The case is yet another example of the court attempting to balance its jurisprudence protecting the rights of LGBTQ Americans since it decided Obergefell v. Hodges — which required all states to recognize same-sex marriage — while also trying to protect those who have sincerely held religious views about gay marriage.
Meanwhile, Chief Justice John Roberts was even-handed in his questioning, at one point asking, “Shouldn’t the city get to strike the balance” over how its foster care program is run?”
Justice Stephen Breyer appeared to support the court potentially deciding the case more narrowly, as it has done on other occasions with cases balancing the rights of LGBTQ Americans and religious Americans.
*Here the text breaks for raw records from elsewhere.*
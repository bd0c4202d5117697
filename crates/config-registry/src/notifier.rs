//! Background loop that nudges agents to reload their configuration

use crate::error::Result;
use crate::registry::Registry;
use futures::future::Either;
use futures::pin_mut;
use std::sync::Arc;
use std::time::Duration;
use tracing::{debug, info, warn};

/// Default interval between nudge cycles
pub const DEFAULT_NUDGE_INTERVAL: Duration = Duration::from_secs(300);

/// Timeout for a single nudge call, so one unreachable agent cannot stall
/// the tick indefinitely
const NUDGE_TIMEOUT: Duration = Duration::from_secs(30);

/// Timer-driven notifier that tells agents when the registry has changed
///
/// Runs independently of request handling for the lifetime of the registry.
/// Each tick it checks the reload flag and, when set, issues one best-effort
/// GET to every configured agent endpoint, sequentially, in listed order.
/// The flag is cleared only when every endpoint was reached; a partial
/// failure leaves it set so the next tick tries again.
///
/// The loop never reports errors to a caller; there is none. It stops when
/// its [`NotifierHandle`] is dropped or shut down.
pub struct ChangeNotifier {
    registry: Arc<Registry>,
    endpoints: Vec<String>,
    interval: Duration,
    client: reqwest::Client,
    shutdown: async_channel::Receiver<()>,
}

/// Handle that stops a running [`ChangeNotifier`] when shut down or dropped
pub struct NotifierHandle {
    shutdown: async_channel::Sender<()>,
}

impl NotifierHandle {
    /// Stop the notifier loop
    pub fn shutdown(self) {
        drop(self.shutdown);
    }
}

impl ChangeNotifier {
    /// Create a notifier for the given agent endpoints
    ///
    /// `endpoints` comes from process configuration
    /// (see [`crate::config::AgentConfig`]). The caller spawns the returned
    /// notifier's [`run`](ChangeNotifier::run) future on its executor.
    pub fn new(
        registry: Arc<Registry>,
        endpoints: Vec<String>,
        interval: Duration,
    ) -> Result<(Self, NotifierHandle)> {
        let (tx, rx) = async_channel::bounded(1);

        let notifier = Self {
            registry,
            endpoints,
            interval,
            client: reqwest::Client::builder().timeout(NUDGE_TIMEOUT).build()?,
            shutdown: rx,
        };

        Ok((notifier, NotifierHandle { shutdown: tx }))
    }

    /// Run the nudge loop until the handle is shut down
    pub async fn run(self) {
        info!(
            "Change notifier running every {:?} for {} agent endpoint(s)",
            self.interval,
            self.endpoints.len()
        );

        loop {
            let tick_due = {
                let timer = smol::Timer::after(self.interval);
                let stopped = self.shutdown.recv();
                pin_mut!(timer, stopped);

                match futures::future::select(timer, stopped).await {
                    Either::Left(_) => true,
                    // Channel closed: the handle is gone
                    Either::Right(_) => false,
                }
            };

            if !tick_due {
                break;
            }

            self.tick().await;
        }

        info!("Change notifier stopped");
    }

    /// Run a single nudge cycle
    ///
    /// Does nothing while the reload flag is unset, and touches neither the
    /// flag nor the network when no endpoints are configured.
    pub async fn tick(&self) {
        if !self.registry.needs_reload() {
            return;
        }

        if self.endpoints.is_empty() {
            return;
        }

        let mut delivered = true;
        for endpoint in &self.endpoints {
            // Any HTTP response counts as delivered; only transport errors
            // are failures
            match self.client.get(endpoint).send().await {
                Ok(_) => debug!("Nudged agent at {}", endpoint),
                Err(e) => {
                    warn!("Failed to nudge agent at {}: {}", endpoint, e);
                    delivered = false;
                }
            }
        }

        if delivered {
            self.registry.clear_needs_reload();
        }
    }
}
He noted that in practice, CSS had never refused to certify a same-sex couple because it had never been approached to do so.
He said it was “bothering” him that “no family has ever been turned down by this agency … no gay couple.”
Breyer added: “That seems to me a very narrow ground for deciding a case that has enormous implications … If it ever comes up we’ll deal with it, but it never has.”
Meanwhile, Justice Sonia Sotomayor hammered the lawyers supporting CSS about the difference between a contractor and a licensee, implying that because of the nature of its relationship with the city, CSS does not have the right to demand the right to run its program without certifying same-sex couples.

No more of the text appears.